Bayer officials have decided not to fight the Environmental Protection Agency over the registration cancellation of flubendiamide insecticide.
In a statement Wednesday, the company said it was too risky to appeal the case.
The insecticide is marketed by Bayer as Belt and by Nichino America as Tourismo and Vetica. It is labeled to control a broad range of worm pests on more than 200 crops, including soybeans, peanuts, sorghum and cotton.
The companies have stopped selling the insecticides, although growers and retailers can use up existing supplies. That was one of the concessions the EPA made. Originally, the agency had sought a prohibition on sales or use of all existing stocks.
Had Bayer challenged the agency through appeals, it could have risked those gains.
Both companies received conditional registrations in 2008 to sell flubendiamide. At the same time, they agreed to voluntary cancellation should EPA scientists later determine the insecticide posed “unreasonable adverse effects on the environment.”

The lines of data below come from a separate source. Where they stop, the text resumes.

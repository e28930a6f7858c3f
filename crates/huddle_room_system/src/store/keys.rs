//! Store key schema.
//!
//! Every key the system writes lives here, so the Lua scripts, the Redis
//! backend, and the tests all agree on one layout:
//!
//! | key | kind | content |
//! |---|---|---|
//! | `room:R` | hash | name, width, height, creatorId |
//! | `room:R:blocked` | set | `"x,y"` cells of static geometry |
//! | `room:R:free` | set | `"x,y"` cells open for spawning/moves |
//! | `room:R:occupied` | set | `"x,y"` cells held by occupants |
//! | `room:R:occupants` | set | user ids present in the room |
//! | `room:R:occupant:U` | hash | x, y, socketId |
//! | `conn:S` | string | process id owning live socket S |

use crate::types::{RoomId, SocketId, UserId};

/// Room metadata hash.
pub fn room_meta(room: &RoomId) -> String {
    format!("room:{room}")
}

/// Set of permanently blocked cells.
pub fn room_blocked(room: &RoomId) -> String {
    format!("room:{room}:blocked")
}

/// Set of currently free cells.
pub fn room_free(room: &RoomId) -> String {
    format!("room:{room}:free")
}

/// Set of currently occupied cells.
pub fn room_occupied(room: &RoomId) -> String {
    format!("room:{room}:occupied")
}

/// Set of user ids present in the room.
pub fn room_occupants(room: &RoomId) -> String {
    format!("room:{room}:occupants")
}

/// One occupant's record hash.
pub fn room_occupant(room: &RoomId, user: &UserId) -> String {
    format!("room:{room}:occupant:{user}")
}

/// Registry entry mapping a live connection to its owning process.
pub fn conn_owner(socket: SocketId) -> String {
    format!("conn:{socket}")
}

#[cfg(test)]
mod tests {
    use super::*;

    #[test]
    fn keys_follow_the_documented_layout() {
        let room = RoomId::from("r-9");
        let user = UserId::from("u-3");
        assert_eq!(room_meta(&room), "room:r-9");
        assert_eq!(room_blocked(&room), "room:r-9:blocked");
        assert_eq!(room_free(&room), "room:r-9:free");
        assert_eq!(room_occupied(&room), "room:r-9:occupied");
        assert_eq!(room_occupants(&room), "room:r-9:occupants");
        assert_eq!(room_occupant(&room, &user), "room:r-9:occupant:u-3");

        let socket = SocketId::new();
        assert_eq!(conn_owner(socket), format!("conn:{socket}"));
    }
}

The EPA claimed use of the insecticide might harm benthic organisms, microscopic organisms that live in sediments of waters near agricultural fields.
Bayer disagreed with the agency’s methodology, which was based on theoretical models. Years of water monitoring studies showd residues of the insecticide and its metabolite were well with safe levels established for aquatic invertebrates, according to Bayer.